One thing leads to another

I started poking around the WordPress site, looking for hints on optimizing page rendering performance. There’s the usual bit of flaming going on in the forums, in fact when I read one thread with two people arguing about whether MySQL was a real database in which one of the parties claimed that all real databases, i.e. Oracle, did most everything meaningful using stored procedures, I thought for a moment I had travelled back in time and was reading Usenet.

After determining the database queries weren’t likely to be too bad with the size of my blog, though the queries and schema could probably use some optimization, I read that wordpress itself is the more likely bottleneck.

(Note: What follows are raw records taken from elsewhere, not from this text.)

#[cfg(test)]
mod tests {
    use super::*;
    use crate::config::Landmark;
    use crate::distance::{RouteLeg, RouteProvider, RoutingError};
    use crate::models::CoordinateEntry;
    use async_trait::async_trait;
    use std::sync::{Arc, Mutex};

    struct StaticDorms(Vec<Dormitory>);

    #[async_trait]
    impl DormRepository for StaticDorms {
        async fn list(&self) -> anyhow::Result<Vec<Dormitory>> {
            Ok(self.0.clone())
        }
    }

    struct DownProvider;

    #[async_trait]
    impl RouteProvider for DownProvider {
        async fn route(&self, _: GeoPoint, _: GeoPoint, _: TravelMode) -> Result<RouteLeg, RoutingError> {
            Err(RoutingError::NotConfigured)
        }

        fn name(&self) -> &str {
            "down"
        }
    }

    struct FlatProvider;

    #[async_trait]
    impl RouteProvider for FlatProvider {
        async fn route(&self, _: GeoPoint, _: GeoPoint, _: TravelMode) -> Result<RouteLeg, RoutingError> {
            Ok(RouteLeg {
                distance_m: 2500.0,
                duration_s: 1800.0,
            })
        }

        fn name(&self) -> &str {
            "flat"
        }
    }

    /// Records the prompts it receives and answers with a fixed string.
    struct EchoLlm {
        seen: Arc<Mutex<Vec<ChatMessage>>>,
        fail: bool,
    }

    #[async_trait]
    impl LlmProvider for EchoLlm {
        async fn chat(&self, messages: &[ChatMessage]) -> anyhow::Result<String> {
            self.seen.lock().unwrap().extend_from_slice(messages);
            if self.fail {
                anyhow::bail!("rate limited");
            }
            Ok("มีเครื่องซักผ้าครับ".into())
        }

        fn default_model(&self) -> &str {
            "echo"
        }
    }

    fn dorm(name: &str, monthly: Option<f64>, at: Option<(f64, f64)>) -> Dormitory {
        let mut d = Dormitory {
            price_monthly: monthly,
            ..Dormitory::new(name)
        };
        if let Some((lat, lon)) = at {
            d.coordinates.push(CoordinateEntry::new(lat, lon));
        }
        d
    }

    fn listings() -> Vec<Dormitory> {
        vec![
            dorm("หอพักสุขใจ", Some(3000.0), Some((13.75, 100.50))),
            dorm("บ้านสวน", Some(2200.0), Some((13.76, 100.51))),
            dorm("ไร้พิกัด", Some(1800.0), None),
        ]
    }

    fn config() -> ChatbotConfig {
        ChatbotConfig {
            landmarks: vec![Landmark {
                name: "มหาวิทยาลัย".into(),
                latitude: 13.7563,
                longitude: 100.5018,
            }],
            ..ChatbotConfig::default()
        }
    }

    fn bot(provider: Box<dyn RouteProvider>, llm: Option<Box<dyn LlmProvider>>) -> Chatbot {
        Chatbot::new(
            Box::new(StaticDorms(listings())),
            DistanceResolver::new(provider),
            llm,
            config(),
        )
    }

    #[tokio::test]
    async fn test_price_question() {
        let reply = bot(Box::new(FlatProvider), None)
            .respond("หอไหนถูกที่สุด")
            .await
            .unwrap();
        assert_eq!(reply.intent, Intent::CheapestPrice);
        assert!(reply.text.find("ไร้พิกัด").unwrap() < reply.text.find("บ้านสวน").unwrap());
    }

    #[tokio::test]
    async fn test_price_question_without_prices() {
        let bot = Chatbot::new(
            Box::new(StaticDorms(vec![Dormitory::new("ว่าง")])),
            DistanceResolver::new(Box::new(FlatProvider)),
            None,
            config(),
        );
        let reply = bot.respond("หอราคาถูก").await.unwrap();
        assert_eq!(reply.intent, Intent::CheapestPrice);
        assert_eq!(reply.text, NO_PRICE_DATA);
    }

    #[tokio::test]
    async fn test_two_dorms_compared() {
        let reply = bot(Box::new(FlatProvider), None)
            .respond("หอสุขใจ ไป บ้านสวน ไกลไหม")
            .await
            .unwrap();
        assert_eq!(reply.intent, Intent::DistanceQuery);
        assert!(reply.text.starts_with("ระยะทางจาก หอพักสุขใจ ถึง บ้านสวน"));
        assert!(reply.text.contains("เดิน: 2.50 กม. (ประมาณ 30 นาที)"));
        assert!(!reply.approximate);
    }

    #[tokio::test]
    async fn test_compare_with_missing_coordinates() {
        let reply = bot(Box::new(FlatProvider), None)
            .respond("ไร้พิกัด กับ บ้านสวน ห่างกันกี่กิโล")
            .await
            .unwrap();
        assert!(reply.text.contains("ไร้พิกัด ยังไม่มีข้อมูลพิกัด"));
    }

    #[tokio::test]
    async fn test_dorm_to_landmark_falls_back() {
        let reply = bot(Box::new(DownProvider), None)
            .respond("บ้านสวนไปมหาวิทยาลัยไกลไหม")
            .await
            .unwrap();
        assert!(reply.approximate);
        assert!(reply.text.contains("ถึง มหาวิทยาลัย"));
        assert!(reply.text.ends_with(APPROXIMATE_NOTE));
    }

    #[tokio::test]
    async fn test_nearest_to_landmark() {
        let reply = bot(Box::new(FlatProvider), None)
            .respond("หอใกล้มหาวิทยาลัยมีที่ไหนบ้าง")
            .await
            .unwrap();
        assert!(reply.text.starts_with("หอพักที่ใกล้ มหาวิทยาลัย ที่สุด:"));
        assert!(!reply.text.contains("ไร้พิกัด"));
        assert!(reply.text.contains("2. "));
    }

    #[tokio::test]
    async fn test_distance_without_place_asks() {
        let reply = bot(Box::new(FlatProvider), None)
            .respond("ระยะทางเท่าไหร่")
            .await
            .unwrap();
        assert_eq!(reply.text, ASK_FOR_PLACE);
    }

    #[tokio::test]
    async fn test_general_uses_llm_with_listing_context() {
        let seen = Arc::new(Mutex::new(Vec::new()));
        let llm = EchoLlm {
            seen: Arc::clone(&seen),
            fail: false,
        };
        let reply = bot(Box::new(FlatProvider), Some(Box::new(llm)))
            .respond("หอสุขใจมีเครื่องซักผ้าไหม")
            .await
            .unwrap();

        assert_eq!(reply.intent, Intent::Other);
        assert_eq!(reply.text, "มีเครื่องซักผ้าครับ");
        let seen = seen.lock().unwrap();
        assert_eq!(seen[0].role, "system");
        assert!(seen[0].content.contains("บ้านสวน | รายเดือน 2,200 บาท"));
        assert_eq!(seen[1].content, "หอสุขใจมีเครื่องซักผ้าไหม");
    }

    #[tokio::test]
    async fn test_general_llm_failure_uses_help() {
        let llm = EchoLlm {
            seen: Arc::new(Mutex::new(Vec::new())),
            fail: true,
        };
        let reply = bot(Box::new(FlatProvider), Some(Box::new(llm)))
            .respond("สวัสดี")
            .await
            .unwrap();
        assert_eq!(reply.text, HELP_TEXT);
    }

    #[test]
    fn test_parse_coordinates() {
        let p = parse_coordinates("หอใกล้ 13.7563, 100.5018 ที่สุด").unwrap();
        assert_eq!(p.lat, 13.7563);
        assert_eq!(p.lon, 100.5018);
        assert!(parse_coordinates("ราคา 3,500 บาท").is_none());
        assert!(parse_coordinates("95.0, 100.0").is_none());
    }

    #[test]
    fn test_coordinates_beat_landmarks() {
        let bot = bot(Box::new(FlatProvider), None);
        let place = bot.find_place("มหาวิทยาลัย 13.8, 100.6").unwrap();
        assert_eq!(place.point, GeoPoint::new(13.8, 100.6).unwrap());
        assert_eq!(bot.find_place("มหาวิทยาลัย").unwrap().name, "มหาวิทยาลัย");
        assert!(bot.find_place("ตลาด").is_none());
    }

    #[test]
    fn test_system_prompt_lists_nearby_places() {
        let mut listing = dorm("หอพักสุขใจ", Some(3000.0), Some((13.75, 100.50)));
        listing.coordinates.push(CoordinateEntry {
            label: Some("ตลาดนัด".into()),
            ..CoordinateEntry::new(13.751, 100.501)
        });
        listing.coordinates.push(CoordinateEntry {
            label: Some(" 7-Eleven ".into()),
            ..CoordinateEntry::new(13.752, 100.502)
        });
        listing.coordinates.push(CoordinateEntry::new(13.753, 100.503));

        let prompt = system_prompt(&[listing]);
        assert!(prompt.contains("หอพักสุขใจ | รายเดือน 3,000 บาท | สถานที่ใกล้เคียง: ตลาดนัด, 7-Eleven"));
    }
}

I happened across Andy Skelton’s post about poorly coded themes, and thought this Sandbox theme sounded interesting.

Now I’ve never been too big on writing web pages, it always seemed too much like drudgery to me, but this CSS thing is pretty cool. Separating your model/data/text from the view/presentation, well, I spend a lot of time on things like that at work and think it’s an interesting class of problem. So I figured I’d take the opportunity to learn a bit more about CSS, and you know, it’s almost like coding, but without all the pesky comments. I had previously hacked up a CSS theme by changing the header background picture and some of the colors, but now I figured I’d port my hacked theme to the Sandbox, which is a skinnable, generic wordpress theme.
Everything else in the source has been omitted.